Pearl IconA shield with an exclamation mark, indicating a clinical pearl. Clinical Pearl: Standardize Reassessment

Standardizing reassessment intervals and creating clear thresholds for action (e.g., via a nursing protocol or rounding checklist) helps prevent both clinical inertia (undertreatment) and the failure to wean therapies promptly (overtreatment).
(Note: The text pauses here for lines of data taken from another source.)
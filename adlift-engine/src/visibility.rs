//! Visibility scheduler
//!
//! Converts viewport visibility transitions into fulfillment triggers. The
//! host wires its intersection primitive up as a `VisibilitySource`; hosts
//! without one fall back to `AlwaysVisibleSource`, which reports every
//! watched region visible immediately (selected once at startup).
//!
//! The scheduler applies a last-call-wins throttle: dispatch decisions are
//! at least `min_decision_interval_ms` apart, and a burst of visibility
//! events inside that window collapses into the newest one. Slots dropped
//! by the throttle are not lost; the reconciliation monitor forces them
//! forward once they go stale.

use crate::dispatch::BatchDispatcher;
use crate::error::{Error, Result};
use crate::registry::SlotRegistry;
use adlift_common::config::VisibilityConfig;
use adlift_common::{RegionHandle, SlotId};
use std::collections::HashMap;
use std::sync::Arc;
use std::time::Duration;
use tokio::sync::{mpsc, Mutex};
use tokio::task::JoinHandle;
use tracing::{debug, info};

/// One viewport intersection observation
#[derive(Debug, Clone)]
pub struct VisibilityEvent {
    pub region: RegionHandle,
    /// Fraction of the region currently intersecting the viewport
    pub ratio: f64,
}

/// Capability interface over the host's intersection primitive
pub trait VisibilitySource: Send + Sync {
    /// Install the channel observations are delivered on; called once by the
    /// scheduler at construction
    fn bind(&self, tx: mpsc::UnboundedSender<VisibilityEvent>);

    /// Begin observing a region
    fn watch(&self, region: &RegionHandle);

    /// Stop observing a region
    fn unwatch(&self, region: &RegionHandle);
}

/// Fallback source for hosts without an intersection primitive
///
/// Reports every watched region fully visible the moment it is watched, so
/// the engine degenerates to eager dispatch rather than never dispatching.
#[derive(Default)]
pub struct AlwaysVisibleSource {
    tx: std::sync::Mutex<Option<mpsc::UnboundedSender<VisibilityEvent>>>,
}

impl AlwaysVisibleSource {
    pub fn new() -> Self {
        Self::default()
    }
}

impl VisibilitySource for AlwaysVisibleSource {
    fn bind(&self, tx: mpsc::UnboundedSender<VisibilityEvent>) {
        *self.tx.lock().unwrap() = Some(tx);
    }

    fn watch(&self, region: &RegionHandle) {
        if let Some(tx) = self.tx.lock().unwrap().as_ref() {
            let _ = tx.send(VisibilityEvent {
                region: region.clone(),
                ratio: 1.0,
            });
        }
    }

    fn unwatch(&self, _region: &RegionHandle) {}
}

/// Visibility-gated fulfillment trigger
pub struct VisibilityScheduler {
    source: Arc<dyn VisibilitySource>,
    registry: Arc<SlotRegistry>,
    dispatcher: Arc<BatchDispatcher>,
    config: VisibilityConfig,
    watched: Mutex<HashMap<RegionHandle, SlotId>>,
    rx: Mutex<Option<mpsc::UnboundedReceiver<VisibilityEvent>>>,
}

impl VisibilityScheduler {
    pub fn new(
        source: Arc<dyn VisibilitySource>,
        registry: Arc<SlotRegistry>,
        dispatcher: Arc<BatchDispatcher>,
        config: VisibilityConfig,
    ) -> Self {
        let (tx, rx) = mpsc::unbounded_channel();
        source.bind(tx);
        Self {
            source,
            registry,
            dispatcher,
            config,
            watched: Mutex::new(HashMap::new()),
            rx: Mutex::new(Some(rx)),
        }
    }

    /// Begin observing a slot's region for visibility
    pub async fn watch(&self, slot_id: SlotId) -> Result<()> {
        let region = self
            .registry
            .region_of(slot_id)
            .await
            .ok_or(Error::SlotNotFound(slot_id))?;
        self.watched.lock().await.insert(region.clone(), slot_id);
        self.source.watch(&region);
        debug!(slot_id = %slot_id, region = %region, "watching for visibility");
        Ok(())
    }

    /// Stop observing everything (reset path)
    pub async fn unwatch_all(&self) {
        let mut watched = self.watched.lock().await;
        for region in watched.keys() {
            self.source.unwatch(region);
        }
        watched.clear();
    }

    /// Number of regions currently under observation
    pub async fn watched_count(&self) -> usize {
        self.watched.lock().await.len()
    }

    /// Start the decision loop
    pub fn spawn(self: &Arc<Self>) -> JoinHandle<()> {
        let scheduler = Arc::clone(self);
        tokio::spawn(async move {
            let mut rx = match scheduler.rx.lock().await.take() {
                Some(rx) => rx,
                None => return,
            };
            info!("visibility scheduler started");
            scheduler.run(&mut rx).await;
            info!("visibility scheduler stopped");
        })
    }

    async fn run(&self, rx: &mut mpsc::UnboundedReceiver<VisibilityEvent>) {
        let min_interval = Duration::from_millis(self.config.min_decision_interval_ms);
        let mut last_decision: Option<tokio::time::Instant> = None;
        let mut pending: Option<VisibilityEvent> = None;

        loop {
            let event = match pending.take() {
                // Throttled: hold until the interval elapses, replacing the
                // held event with anything newer (last-call-wins)
                Some(held) => {
                    let wake = last_decision
                        .map(|t| t + min_interval)
                        .unwrap_or_else(tokio::time::Instant::now);
                    let mut current = held;
                    loop {
                        tokio::select! {
                            _ = tokio::time::sleep_until(wake) => break,
                            next = rx.recv() => match next {
                                Some(next) => current = next,
                                None => return,
                            }
                        }
                    }
                    current
                }
                None => match rx.recv().await {
                    Some(event) => event,
                    None => return,
                },
            };

            if event.ratio < self.config.threshold {
                continue;
            }

            if let Some(t) = last_decision {
                if t.elapsed() < min_interval {
                    pending = Some(event);
                    continue;
                }
            }

            if self.decide(event).await {
                last_decision = Some(tokio::time::Instant::now());
            }
        }
    }

    /// Hand a visible slot to the dispatcher exactly once
    ///
    /// Removal from the watch map and `unwatch` happen synchronously with
    /// the handoff, so a re-entrant event for the same region cannot race
    /// the `Queued` transition.
    async fn decide(&self, event: VisibilityEvent) -> bool {
        let slot_id = match self.watched.lock().await.remove(&event.region) {
            Some(id) => id,
            None => return false,
        };
        self.source.unwatch(&event.region);

        debug!(slot_id = %slot_id, region = %event.region, ratio = event.ratio, "visibility threshold crossed");
        if let Err(e) = self.dispatcher.enqueue(slot_id).await {
            debug!(slot_id = %slot_id, "visible slot not enqueued: {}", e);
        }
        true
    }
}
//! End-to-end engine scenarios against scripted page, bridge, and
//! visibility fakes

mod common;

use adlift_common::config::EngineConfig;
use adlift_common::events::BridgeSessionState;
use adlift_common::{AdliftEvent, RegionHandle, SlotState};
use adlift_engine::Orchestrator;
use common::{banner, wait_for, ManualVisibility, PageState, TestBridge};
use std::collections::HashMap;
use std::time::Duration;

#[tokio::test(start_paused = true)]
async fn test_visible_slots_fulfill_first_then_scroll_triggers_the_rest() {
    let page = PageState::new(vec![
        banner("r-top", 50.0),
        banner("r-mid", 300.0),
        banner("r-low1", 1200.0),
        banner("r-low2", 2000.0),
        banner("r-low3", 2600.0),
    ]);
    let bridge = TestBridge::new(page.clone());
    let visibility = ManualVisibility::new();

    let orch = Orchestrator::new(
        EngineConfig::default(),
        bridge.clone(),
        page.clone(),
        visibility.clone(),
    );
    let mut events = orch.subscribe();
    orch.start().await.unwrap();

    // The two in-viewport slots fulfill without any visibility event
    for _ in 0..2 {
        wait_for(&mut events, |e| {
            matches!(e, AdliftEvent::SlotFulfilled { external: false, .. })
        })
        .await;
    }
    assert_eq!(bridge.push_count(), 2);

    let status = orch.status().await;
    assert_eq!(status.total, 5);
    assert_eq!(status.fulfilled, 2);
    assert_eq!(status.pending, 3);
    assert_eq!(visibility.watched_count(), 3);

    // Status is the host-facing surface; it must serialize cleanly
    let json = serde_json::to_string(&status).unwrap();
    assert!(json.contains("\"fulfilled\":2"));
    assert!(json.contains("\"bridge_session\":\"ready\""));

    // Scrolling one below-fold slot across the threshold dispatches it
    visibility.show(&RegionHandle::from("r-low1"), 0.8);
    wait_for(&mut events, |e| {
        matches!(e, AdliftEvent::SlotFulfilled { external: false, .. })
    })
    .await;

    assert_eq!(bridge.push_count(), 3);
    assert_eq!(orch.status().await.fulfilled, 3);
    // The dispatched slot is no longer observed
    assert_eq!(visibility.watched_count(), 2);
}

#[tokio::test(start_paused = true)]
async fn test_visibility_burst_collapses_to_newest_observation() {
    let page = PageState::new(vec![
        banner("r-low1", 1200.0),
        banner("r-low2", 2000.0),
        banner("r-low3", 2600.0),
    ]);
    // Pushes never render; only the queueing decisions matter here
    let bridge = TestBridge::with_behavior(page.clone(), 0, usize::MAX);
    let visibility = ManualVisibility::new();

    // Keep the monitor out of the picture so every queued slot is a
    // scheduler decision
    let mut config = EngineConfig::default();
    config.monitor.interval_ms = 3_600_000;
    config.monitor.staleness_ms = 3_600_000;

    let orch = Orchestrator::new(config, bridge.clone(), page.clone(), visibility.clone());
    let mut events = orch.subscribe();
    orch.start().await.unwrap();
    assert_eq!(visibility.watched_count(), 3);

    let mut slot_of = HashMap::new();
    for _ in 0..3 {
        if let AdliftEvent::SlotDiscovered { slot_id, region, .. } =
            wait_for(&mut events, |e| matches!(e, AdliftEvent::SlotDiscovered { .. })).await
        {
            slot_of.insert(region, slot_id);
        }
    }

    // A fast scroll: three observations land inside one decision interval
    visibility.show(&RegionHandle::from("r-low1"), 1.0);
    visibility.show(&RegionHandle::from("r-low2"), 1.0);
    visibility.show(&RegionHandle::from("r-low3"), 1.0);

    let mut queued = Vec::new();
    while queued.len() < 2 {
        if let AdliftEvent::SlotStateChanged { slot_id, .. } = wait_for(&mut events, |e| {
            matches!(
                e,
                AdliftEvent::SlotStateChanged {
                    new_state: SlotState::Queued,
                    ..
                }
            )
        })
        .await
        {
            queued.push(slot_id);
        }
    }

    // The first observation dispatches immediately; the burst behind it
    // collapses to the newest one, dropping the middle observation
    assert_eq!(queued[0], slot_of[&RegionHandle::from("r-low1")]);
    assert_eq!(queued[1], slot_of[&RegionHandle::from("r-low3")]);

    // The absorbed slot stays watched for a later crossing
    assert_eq!(visibility.watched_count(), 1);
    let status = orch.status().await;
    assert_eq!(status.fulfilled, 0);
    assert_eq!(status.failed_terminal, 0);
}

#[tokio::test(start_paused = true)]
async fn test_unreachable_bridge_degrades_without_blocking() {
    let page = PageState::new(vec![banner("r-top", 50.0)]);
    let bridge = TestBridge::with_behavior(page.clone(), usize::MAX, 0);
    let visibility = ManualVisibility::new();

    let orch = Orchestrator::new(
        EngineConfig::default(),
        bridge.clone(),
        page.clone(),
        visibility,
    );
    let mut events = orch.subscribe();
    orch.start().await.unwrap();

    // Degraded pushes are no-ops; the slot burns its retry budget through
    // verification timeouts and goes terminal
    let failed = wait_for(&mut events, |e| {
        matches!(e, AdliftEvent::SlotFailed { terminal: true, .. })
    })
    .await;
    if let AdliftEvent::SlotFailed { attempts, .. } = failed {
        assert!(attempts >= 1);
    }

    assert_eq!(bridge.push_count(), 0, "no push may reach a degraded bridge");
    assert!(page.is_collapsed(&RegionHandle::from("r-top")));

    let status = orch.status().await;
    assert_eq!(status.failed_terminal, 1);
    assert_eq!(status.fulfilled, 0);
    assert_eq!(status.bridge_session, BridgeSessionState::Unavailable);
}

#[tokio::test(start_paused = true)]
async fn test_transient_failures_retry_with_growing_backoff() {
    let page = PageState::new(vec![banner("r-top", 50.0)]);
    // First two pushes are accepted but never render: verification timeouts
    let bridge = TestBridge::with_behavior(page.clone(), 0, 2);
    let visibility = ManualVisibility::new();

    let orch = Orchestrator::new(
        EngineConfig::default(),
        bridge.clone(),
        page.clone(),
        visibility,
    );
    let mut events = orch.subscribe();
    orch.start().await.unwrap();

    let mut retry_delays = Vec::new();
    let fulfilled = wait_for(&mut events, |e| {
        if let AdliftEvent::RetryScheduled { delay_ms, .. } = e {
            retry_delays.push(*delay_ms);
        }
        matches!(e, AdliftEvent::SlotFulfilled { .. })
    })
    .await;

    if let AdliftEvent::SlotFulfilled { attempts, external, .. } = fulfilled {
        assert_eq!(attempts, 3);
        assert!(!external);
    }
    assert_eq!(bridge.push_count(), 3);
    assert_eq!(retry_delays.len(), 2);
    assert!(
        retry_delays[0] <= retry_delays[1],
        "backoff must not shrink: {:?}",
        retry_delays
    );
}

#[tokio::test(start_paused = true)]
async fn test_externally_rendered_content_reconciles_without_a_push() {
    let page = PageState::new(vec![banner("r-deep", 1500.0)]);
    let bridge = TestBridge::new(page.clone());
    let visibility = ManualVisibility::new();

    let orch = Orchestrator::new(
        EngineConfig::default(),
        bridge.clone(),
        page.clone(),
        visibility,
    );
    let mut events = orch.subscribe();
    orch.start().await.unwrap();

    // Host auto-placement fills the region behind the engine's back
    page.mark_rendered(&RegionHandle::from("r-deep"));

    let report = orch.force_reconcile().await;
    assert_eq!(report.examined, 1);
    assert_eq!(report.external, 1);
    assert_eq!(report.forced, 0);

    let fulfilled = wait_for(&mut events, |e| {
        matches!(e, AdliftEvent::SlotFulfilled { .. })
    })
    .await;
    if let AdliftEvent::SlotFulfilled { attempts, external, .. } = fulfilled {
        assert!(external);
        assert_eq!(attempts, 0);
    }

    assert_eq!(bridge.push_count(), 0);
    assert_eq!(orch.status().await.fulfilled, 1);
}

#[tokio::test(start_paused = true)]
async fn test_reset_leaves_the_engine_inert() {
    let page = PageState::new(vec![banner("r-top", 50.0), banner("r-deep", 1500.0)]);
    let bridge = TestBridge::new(page.clone());
    let visibility = ManualVisibility::new();

    let orch = Orchestrator::new(
        EngineConfig::default(),
        bridge.clone(),
        page.clone(),
        visibility.clone(),
    );
    let mut events = orch.subscribe();
    orch.start().await.unwrap();

    wait_for(&mut events, |e| {
        matches!(e, AdliftEvent::SlotFulfilled { .. })
    })
    .await;

    orch.reset().await;
    let status = orch.status().await;
    assert_eq!(status.total, 0);
    assert_eq!(status.bridge_session, BridgeSessionState::Unloaded);
    assert_eq!(visibility.watched_count(), 0);

    // Visibility events after reset trigger nothing
    let pushes = bridge.push_count();
    visibility.show(&RegionHandle::from("r-deep"), 1.0);
    tokio::time::sleep(Duration::from_secs(5)).await;
    assert_eq!(bridge.push_count(), pushes);
}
8. Clinical Pearls and Pitfalls

This section summarizes the most critical take-home points for providing supportive care in the ICU for poisoned patients.

Key Pearls

  • Always use balanced crystalloids (e.g., Lactated Ringer’s) for fluid resuscitation to avoid contributing to hyperchloremic metabolic acidosis.
  • Implement daily sedation interruptions and spontaneous breathing trials to minimize ventilator days, delirium, and VAP.
  • Tailor VTE and stress ulcer prophylaxis to patient-specific risk factors and reassess the need daily.
  • Individualize dialysate electrolyte composition to preempt dialysis-related imbalances.
  • Engage multidisciplinary teams (toxicology, nephrology, ethics, palliative care) early for complex cases to optimize outcomes.

Common Pitfalls

  • Delaying intubation until respiratory collapse is imminent.
  • Aggressive fluid resuscitation in the setting of shock, leading to pulmonary edema, without an early transition to vasopressors.
  • Failing to monitor for and correct electrolyte abnormalities caused by dialysis or antidote therapy.
  • Continuing prophylactic medications long after the patient’s risk factors have resolved.

References

  1. Megarbane B, Borron SW, Baud FJ. Current recommendations for treatment of severe toxic alcohol poisonings. Intensive Care Med. 2005;31(2):189–195.
  2. Barr J, Fraser GL, Puntillo K, et al. Clinical practice guidelines for management of pain, agitation, and delirium in ICU patients. Crit Care Med. 2013;41(1):263–306.
  3. Dumitru O, et al. Dyselectrolytemia-management and implications in hemodialysis. Int J Nephrol Renovasc Dis. 2020;13:337–346.
  4. Dilaver RG, et al. Personalizing dialysate electrolytes in the dialysis prescription. Clin Kidney J. 2024;17(1):sfad210.
  5. Kang SH, et al. Management for electrolyte disturbances during continuous renal replacement therapy. Electrolyte Blood Press. 2022;20(4):109–117.